### Your instructions
Report every line in the listing below where the string "cphi" shows up.

### Material provided
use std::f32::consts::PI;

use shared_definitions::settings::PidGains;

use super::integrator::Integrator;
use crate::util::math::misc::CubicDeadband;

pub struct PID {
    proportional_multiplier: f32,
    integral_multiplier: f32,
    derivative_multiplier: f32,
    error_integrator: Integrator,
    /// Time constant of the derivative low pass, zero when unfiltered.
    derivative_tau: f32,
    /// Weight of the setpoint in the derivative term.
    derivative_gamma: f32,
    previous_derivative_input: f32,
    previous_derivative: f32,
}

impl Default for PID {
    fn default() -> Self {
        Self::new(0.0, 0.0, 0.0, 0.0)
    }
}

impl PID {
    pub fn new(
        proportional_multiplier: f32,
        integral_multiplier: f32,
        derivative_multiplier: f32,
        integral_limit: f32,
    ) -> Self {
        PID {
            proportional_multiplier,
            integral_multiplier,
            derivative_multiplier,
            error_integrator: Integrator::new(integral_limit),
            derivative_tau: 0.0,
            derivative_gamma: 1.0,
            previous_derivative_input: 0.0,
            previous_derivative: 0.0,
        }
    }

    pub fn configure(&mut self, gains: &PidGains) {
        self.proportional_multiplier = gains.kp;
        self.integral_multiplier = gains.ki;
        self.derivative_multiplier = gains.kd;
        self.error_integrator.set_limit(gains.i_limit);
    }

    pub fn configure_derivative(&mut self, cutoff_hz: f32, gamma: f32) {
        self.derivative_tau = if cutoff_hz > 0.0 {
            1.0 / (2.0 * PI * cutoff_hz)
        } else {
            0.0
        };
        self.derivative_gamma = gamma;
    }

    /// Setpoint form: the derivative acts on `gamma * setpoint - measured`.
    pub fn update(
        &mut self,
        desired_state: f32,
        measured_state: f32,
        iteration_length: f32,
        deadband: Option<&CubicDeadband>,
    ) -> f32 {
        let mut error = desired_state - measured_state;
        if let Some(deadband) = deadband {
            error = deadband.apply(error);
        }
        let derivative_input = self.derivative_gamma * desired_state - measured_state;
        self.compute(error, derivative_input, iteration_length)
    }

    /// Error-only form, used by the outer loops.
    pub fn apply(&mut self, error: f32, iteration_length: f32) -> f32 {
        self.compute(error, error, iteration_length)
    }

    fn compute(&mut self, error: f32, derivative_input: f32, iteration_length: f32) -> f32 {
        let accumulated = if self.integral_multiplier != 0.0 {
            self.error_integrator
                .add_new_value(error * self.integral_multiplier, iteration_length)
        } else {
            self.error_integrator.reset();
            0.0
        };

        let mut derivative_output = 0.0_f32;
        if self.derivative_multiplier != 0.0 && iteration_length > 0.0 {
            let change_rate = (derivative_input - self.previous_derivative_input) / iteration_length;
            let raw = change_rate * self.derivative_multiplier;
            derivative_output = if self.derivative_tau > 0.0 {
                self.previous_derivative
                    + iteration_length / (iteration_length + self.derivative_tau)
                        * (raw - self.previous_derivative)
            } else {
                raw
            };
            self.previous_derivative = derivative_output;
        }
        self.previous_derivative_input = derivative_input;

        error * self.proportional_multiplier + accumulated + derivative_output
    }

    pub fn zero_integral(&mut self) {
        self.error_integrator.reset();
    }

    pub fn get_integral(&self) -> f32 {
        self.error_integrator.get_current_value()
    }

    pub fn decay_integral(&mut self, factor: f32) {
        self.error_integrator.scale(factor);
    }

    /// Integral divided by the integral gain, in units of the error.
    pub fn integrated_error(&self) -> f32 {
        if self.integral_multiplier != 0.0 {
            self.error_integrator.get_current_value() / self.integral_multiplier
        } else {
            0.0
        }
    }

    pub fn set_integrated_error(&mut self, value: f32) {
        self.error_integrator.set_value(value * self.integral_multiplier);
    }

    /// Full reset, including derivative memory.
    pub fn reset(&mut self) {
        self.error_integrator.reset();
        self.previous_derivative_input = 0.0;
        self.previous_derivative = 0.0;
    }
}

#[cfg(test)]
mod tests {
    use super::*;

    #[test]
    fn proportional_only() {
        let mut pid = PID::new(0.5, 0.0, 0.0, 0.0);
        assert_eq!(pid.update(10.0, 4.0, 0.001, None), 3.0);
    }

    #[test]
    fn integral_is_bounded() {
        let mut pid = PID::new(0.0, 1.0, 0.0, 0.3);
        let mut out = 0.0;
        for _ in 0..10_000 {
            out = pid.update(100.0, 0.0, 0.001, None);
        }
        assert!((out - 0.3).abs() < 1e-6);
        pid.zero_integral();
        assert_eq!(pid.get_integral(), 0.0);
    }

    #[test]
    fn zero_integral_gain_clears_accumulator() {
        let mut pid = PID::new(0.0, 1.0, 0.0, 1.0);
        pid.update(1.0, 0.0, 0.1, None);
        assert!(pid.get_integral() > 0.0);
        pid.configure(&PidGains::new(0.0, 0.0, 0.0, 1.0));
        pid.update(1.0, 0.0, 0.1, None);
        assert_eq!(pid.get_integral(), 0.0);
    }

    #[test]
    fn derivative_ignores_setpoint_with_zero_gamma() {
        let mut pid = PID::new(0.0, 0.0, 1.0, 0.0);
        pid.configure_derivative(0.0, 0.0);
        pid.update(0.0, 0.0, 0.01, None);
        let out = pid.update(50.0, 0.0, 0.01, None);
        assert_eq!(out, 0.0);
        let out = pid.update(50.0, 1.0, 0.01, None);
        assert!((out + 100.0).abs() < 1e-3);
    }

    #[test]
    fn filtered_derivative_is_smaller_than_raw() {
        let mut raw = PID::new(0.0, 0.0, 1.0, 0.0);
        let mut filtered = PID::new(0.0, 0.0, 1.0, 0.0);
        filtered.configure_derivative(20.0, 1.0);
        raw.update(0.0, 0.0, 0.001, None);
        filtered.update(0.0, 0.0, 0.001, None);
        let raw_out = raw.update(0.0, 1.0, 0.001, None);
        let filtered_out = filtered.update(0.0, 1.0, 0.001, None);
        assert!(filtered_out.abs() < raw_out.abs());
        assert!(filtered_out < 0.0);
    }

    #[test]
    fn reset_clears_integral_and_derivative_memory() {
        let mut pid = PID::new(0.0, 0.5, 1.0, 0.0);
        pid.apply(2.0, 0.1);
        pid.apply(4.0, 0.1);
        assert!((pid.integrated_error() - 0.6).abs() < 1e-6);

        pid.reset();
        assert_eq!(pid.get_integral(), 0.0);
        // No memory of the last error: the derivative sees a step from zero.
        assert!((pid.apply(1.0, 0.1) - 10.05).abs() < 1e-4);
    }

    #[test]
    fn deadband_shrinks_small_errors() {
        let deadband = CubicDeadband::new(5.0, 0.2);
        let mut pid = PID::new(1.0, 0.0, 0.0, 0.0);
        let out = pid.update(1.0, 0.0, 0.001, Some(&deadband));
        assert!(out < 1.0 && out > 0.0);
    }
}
* * *
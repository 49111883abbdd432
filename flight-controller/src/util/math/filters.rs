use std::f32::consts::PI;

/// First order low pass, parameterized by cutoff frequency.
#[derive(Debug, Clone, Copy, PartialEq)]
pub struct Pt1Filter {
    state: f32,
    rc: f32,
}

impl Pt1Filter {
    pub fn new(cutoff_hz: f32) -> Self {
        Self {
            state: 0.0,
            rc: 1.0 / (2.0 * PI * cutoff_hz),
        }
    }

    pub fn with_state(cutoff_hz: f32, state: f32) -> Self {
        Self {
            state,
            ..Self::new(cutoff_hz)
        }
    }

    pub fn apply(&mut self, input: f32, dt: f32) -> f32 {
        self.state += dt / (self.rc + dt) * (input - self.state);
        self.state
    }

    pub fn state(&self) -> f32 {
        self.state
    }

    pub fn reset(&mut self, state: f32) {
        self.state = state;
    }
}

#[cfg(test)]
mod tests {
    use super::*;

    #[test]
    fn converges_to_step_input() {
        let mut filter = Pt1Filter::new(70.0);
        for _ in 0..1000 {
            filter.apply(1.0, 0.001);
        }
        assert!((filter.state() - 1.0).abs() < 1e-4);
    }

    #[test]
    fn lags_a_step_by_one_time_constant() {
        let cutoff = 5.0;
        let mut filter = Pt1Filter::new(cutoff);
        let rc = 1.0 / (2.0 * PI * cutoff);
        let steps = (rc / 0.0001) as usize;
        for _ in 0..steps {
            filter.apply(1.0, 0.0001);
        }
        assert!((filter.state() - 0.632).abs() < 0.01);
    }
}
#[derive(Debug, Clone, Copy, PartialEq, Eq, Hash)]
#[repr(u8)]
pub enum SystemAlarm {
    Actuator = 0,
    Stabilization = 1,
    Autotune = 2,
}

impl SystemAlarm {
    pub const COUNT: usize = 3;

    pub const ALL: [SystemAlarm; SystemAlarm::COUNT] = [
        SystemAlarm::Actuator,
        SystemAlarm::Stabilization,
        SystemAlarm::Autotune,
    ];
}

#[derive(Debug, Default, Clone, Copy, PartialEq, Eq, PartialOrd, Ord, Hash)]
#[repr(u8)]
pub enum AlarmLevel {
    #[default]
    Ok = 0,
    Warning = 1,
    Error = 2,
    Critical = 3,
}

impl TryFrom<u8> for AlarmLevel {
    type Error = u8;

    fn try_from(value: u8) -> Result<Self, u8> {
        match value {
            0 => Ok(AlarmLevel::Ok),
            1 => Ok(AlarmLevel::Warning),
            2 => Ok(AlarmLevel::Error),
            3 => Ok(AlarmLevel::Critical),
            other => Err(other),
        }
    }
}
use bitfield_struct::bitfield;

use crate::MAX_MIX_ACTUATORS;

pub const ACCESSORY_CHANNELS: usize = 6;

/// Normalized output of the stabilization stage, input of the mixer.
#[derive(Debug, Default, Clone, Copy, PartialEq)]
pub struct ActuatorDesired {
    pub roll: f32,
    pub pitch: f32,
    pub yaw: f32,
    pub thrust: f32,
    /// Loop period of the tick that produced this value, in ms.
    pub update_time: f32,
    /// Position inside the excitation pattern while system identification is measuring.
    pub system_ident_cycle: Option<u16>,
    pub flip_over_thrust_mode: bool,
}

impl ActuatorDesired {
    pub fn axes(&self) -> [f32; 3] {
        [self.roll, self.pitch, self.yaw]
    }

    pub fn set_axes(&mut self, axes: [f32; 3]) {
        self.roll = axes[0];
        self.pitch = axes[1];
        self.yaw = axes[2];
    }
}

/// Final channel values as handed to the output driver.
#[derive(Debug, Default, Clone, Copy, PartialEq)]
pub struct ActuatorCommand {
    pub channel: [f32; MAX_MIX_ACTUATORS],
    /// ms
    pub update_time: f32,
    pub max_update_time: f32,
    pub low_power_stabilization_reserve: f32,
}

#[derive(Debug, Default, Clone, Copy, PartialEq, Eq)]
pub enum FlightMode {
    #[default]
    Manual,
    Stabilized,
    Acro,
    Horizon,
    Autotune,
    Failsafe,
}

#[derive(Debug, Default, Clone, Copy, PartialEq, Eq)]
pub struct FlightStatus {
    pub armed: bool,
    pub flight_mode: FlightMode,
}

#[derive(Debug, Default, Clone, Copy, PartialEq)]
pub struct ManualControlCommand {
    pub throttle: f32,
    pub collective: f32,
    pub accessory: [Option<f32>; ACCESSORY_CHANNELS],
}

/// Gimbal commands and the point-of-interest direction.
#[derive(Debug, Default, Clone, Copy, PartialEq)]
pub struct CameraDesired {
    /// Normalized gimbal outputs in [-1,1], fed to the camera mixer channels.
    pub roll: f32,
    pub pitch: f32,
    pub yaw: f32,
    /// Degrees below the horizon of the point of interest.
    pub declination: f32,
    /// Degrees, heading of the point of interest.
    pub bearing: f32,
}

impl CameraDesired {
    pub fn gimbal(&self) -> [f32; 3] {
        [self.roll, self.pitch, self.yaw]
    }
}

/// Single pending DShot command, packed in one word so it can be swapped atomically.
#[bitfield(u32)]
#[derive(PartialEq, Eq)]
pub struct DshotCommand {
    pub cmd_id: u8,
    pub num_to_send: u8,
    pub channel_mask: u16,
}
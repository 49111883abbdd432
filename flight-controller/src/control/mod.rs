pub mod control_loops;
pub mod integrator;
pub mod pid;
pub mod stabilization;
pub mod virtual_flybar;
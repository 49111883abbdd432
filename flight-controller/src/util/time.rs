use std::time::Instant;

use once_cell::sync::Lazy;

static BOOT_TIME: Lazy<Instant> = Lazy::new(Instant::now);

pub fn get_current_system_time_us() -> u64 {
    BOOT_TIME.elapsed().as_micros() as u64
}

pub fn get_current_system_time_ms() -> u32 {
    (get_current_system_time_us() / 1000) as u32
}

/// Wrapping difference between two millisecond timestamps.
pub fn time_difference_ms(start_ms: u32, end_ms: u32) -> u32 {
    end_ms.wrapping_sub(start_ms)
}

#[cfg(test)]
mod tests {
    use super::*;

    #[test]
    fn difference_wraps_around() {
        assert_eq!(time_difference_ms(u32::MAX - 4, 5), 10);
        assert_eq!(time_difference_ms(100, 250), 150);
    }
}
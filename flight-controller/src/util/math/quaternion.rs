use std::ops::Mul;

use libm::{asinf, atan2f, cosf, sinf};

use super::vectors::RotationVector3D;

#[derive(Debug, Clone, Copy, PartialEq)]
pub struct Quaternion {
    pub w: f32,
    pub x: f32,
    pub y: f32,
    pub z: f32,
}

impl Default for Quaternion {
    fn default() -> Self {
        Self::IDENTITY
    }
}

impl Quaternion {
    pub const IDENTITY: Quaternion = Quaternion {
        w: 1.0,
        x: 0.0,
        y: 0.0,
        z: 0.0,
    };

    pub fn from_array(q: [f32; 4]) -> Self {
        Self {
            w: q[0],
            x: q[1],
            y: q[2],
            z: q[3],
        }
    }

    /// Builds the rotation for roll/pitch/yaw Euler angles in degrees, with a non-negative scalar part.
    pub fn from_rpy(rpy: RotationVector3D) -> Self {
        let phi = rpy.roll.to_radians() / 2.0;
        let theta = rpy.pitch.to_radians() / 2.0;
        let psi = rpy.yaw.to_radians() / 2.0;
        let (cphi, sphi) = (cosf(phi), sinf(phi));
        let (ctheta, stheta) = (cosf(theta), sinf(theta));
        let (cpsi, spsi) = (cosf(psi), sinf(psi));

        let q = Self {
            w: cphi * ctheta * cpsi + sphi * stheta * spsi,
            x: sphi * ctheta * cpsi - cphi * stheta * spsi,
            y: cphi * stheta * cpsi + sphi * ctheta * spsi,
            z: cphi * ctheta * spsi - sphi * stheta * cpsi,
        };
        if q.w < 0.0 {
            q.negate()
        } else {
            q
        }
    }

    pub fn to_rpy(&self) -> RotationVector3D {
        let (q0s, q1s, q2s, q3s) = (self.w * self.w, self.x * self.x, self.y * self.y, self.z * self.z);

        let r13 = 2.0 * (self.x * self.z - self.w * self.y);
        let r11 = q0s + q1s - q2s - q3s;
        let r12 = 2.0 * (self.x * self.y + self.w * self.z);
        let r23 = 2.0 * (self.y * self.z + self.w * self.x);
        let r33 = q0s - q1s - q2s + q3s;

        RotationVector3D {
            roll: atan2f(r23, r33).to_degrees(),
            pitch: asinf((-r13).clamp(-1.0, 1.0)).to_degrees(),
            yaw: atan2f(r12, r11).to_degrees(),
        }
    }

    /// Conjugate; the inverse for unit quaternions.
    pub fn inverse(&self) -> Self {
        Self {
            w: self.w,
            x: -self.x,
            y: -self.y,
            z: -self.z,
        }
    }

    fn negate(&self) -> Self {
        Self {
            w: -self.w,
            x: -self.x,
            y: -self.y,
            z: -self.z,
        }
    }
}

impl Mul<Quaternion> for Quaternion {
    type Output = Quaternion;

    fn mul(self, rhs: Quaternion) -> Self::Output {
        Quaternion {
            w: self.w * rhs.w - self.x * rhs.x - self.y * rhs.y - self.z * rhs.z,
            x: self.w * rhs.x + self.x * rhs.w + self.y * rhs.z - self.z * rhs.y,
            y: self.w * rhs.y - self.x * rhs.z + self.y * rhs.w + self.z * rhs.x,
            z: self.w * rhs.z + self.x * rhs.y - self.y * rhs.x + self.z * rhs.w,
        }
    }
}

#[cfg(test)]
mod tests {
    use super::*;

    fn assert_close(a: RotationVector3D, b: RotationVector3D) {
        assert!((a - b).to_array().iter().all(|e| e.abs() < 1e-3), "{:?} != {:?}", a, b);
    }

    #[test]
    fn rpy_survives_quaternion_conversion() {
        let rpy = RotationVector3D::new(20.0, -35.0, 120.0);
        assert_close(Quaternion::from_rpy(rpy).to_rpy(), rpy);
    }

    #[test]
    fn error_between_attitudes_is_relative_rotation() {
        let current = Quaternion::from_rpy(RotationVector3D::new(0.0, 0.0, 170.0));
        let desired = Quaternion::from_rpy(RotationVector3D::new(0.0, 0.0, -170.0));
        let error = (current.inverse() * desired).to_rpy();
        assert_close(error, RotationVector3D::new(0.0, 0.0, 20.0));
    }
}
==
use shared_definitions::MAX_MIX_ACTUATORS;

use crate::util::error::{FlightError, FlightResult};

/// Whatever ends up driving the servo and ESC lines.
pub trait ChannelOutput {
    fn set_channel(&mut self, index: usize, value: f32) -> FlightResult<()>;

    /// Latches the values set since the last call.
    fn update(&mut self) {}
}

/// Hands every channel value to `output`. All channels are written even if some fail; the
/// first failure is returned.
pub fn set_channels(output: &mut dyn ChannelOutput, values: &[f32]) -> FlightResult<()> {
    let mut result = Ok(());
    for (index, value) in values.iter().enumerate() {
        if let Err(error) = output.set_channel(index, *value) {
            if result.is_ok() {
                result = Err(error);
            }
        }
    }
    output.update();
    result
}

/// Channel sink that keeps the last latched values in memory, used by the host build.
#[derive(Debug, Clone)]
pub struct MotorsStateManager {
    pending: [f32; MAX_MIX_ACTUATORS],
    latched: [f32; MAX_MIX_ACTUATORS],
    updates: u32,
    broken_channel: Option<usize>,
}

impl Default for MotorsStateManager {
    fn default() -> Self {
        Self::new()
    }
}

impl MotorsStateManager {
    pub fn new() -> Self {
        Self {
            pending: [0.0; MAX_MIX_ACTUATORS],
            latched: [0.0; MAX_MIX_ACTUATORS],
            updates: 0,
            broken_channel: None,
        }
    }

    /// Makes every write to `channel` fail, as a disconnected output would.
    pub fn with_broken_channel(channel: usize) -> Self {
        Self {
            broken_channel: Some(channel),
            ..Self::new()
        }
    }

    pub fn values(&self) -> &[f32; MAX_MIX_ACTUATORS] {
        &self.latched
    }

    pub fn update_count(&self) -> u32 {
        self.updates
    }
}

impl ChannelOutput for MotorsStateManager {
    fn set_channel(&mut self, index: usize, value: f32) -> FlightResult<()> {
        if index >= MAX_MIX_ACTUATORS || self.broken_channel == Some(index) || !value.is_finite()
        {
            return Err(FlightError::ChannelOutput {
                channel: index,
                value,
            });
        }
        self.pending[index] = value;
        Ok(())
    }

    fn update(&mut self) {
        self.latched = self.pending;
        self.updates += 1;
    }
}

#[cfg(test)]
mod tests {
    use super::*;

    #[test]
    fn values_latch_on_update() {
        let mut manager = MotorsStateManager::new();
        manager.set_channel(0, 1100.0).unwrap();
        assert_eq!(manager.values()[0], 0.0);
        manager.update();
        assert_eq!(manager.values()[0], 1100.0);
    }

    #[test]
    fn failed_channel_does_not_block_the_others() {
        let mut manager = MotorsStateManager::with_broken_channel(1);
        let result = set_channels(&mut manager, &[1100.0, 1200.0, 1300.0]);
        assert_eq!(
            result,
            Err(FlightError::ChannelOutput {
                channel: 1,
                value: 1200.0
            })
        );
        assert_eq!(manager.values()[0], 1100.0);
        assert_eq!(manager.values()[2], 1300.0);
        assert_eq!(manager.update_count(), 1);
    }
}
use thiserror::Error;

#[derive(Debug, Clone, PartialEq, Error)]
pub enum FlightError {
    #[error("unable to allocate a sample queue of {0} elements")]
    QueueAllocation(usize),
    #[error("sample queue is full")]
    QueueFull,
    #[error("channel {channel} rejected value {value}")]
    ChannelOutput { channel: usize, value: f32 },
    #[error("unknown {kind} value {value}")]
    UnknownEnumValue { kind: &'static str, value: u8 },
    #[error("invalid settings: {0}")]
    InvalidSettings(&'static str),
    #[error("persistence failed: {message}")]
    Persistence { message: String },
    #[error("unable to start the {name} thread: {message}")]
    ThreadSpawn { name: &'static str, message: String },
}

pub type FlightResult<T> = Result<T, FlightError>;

### Response to this exercise
        let (cphi, sphi) = (cosf(phi), sinf(phi));
            w: cphi * ctheta * cpsi + sphi * stheta * spsi,
            x: sphi * ctheta * cpsi - cphi * stheta * spsi,
            y: cphi * stheta * cpsi + sphi * ctheta * spsi,
            z: cphi * ctheta * spsi - sphi * stheta * cpsi,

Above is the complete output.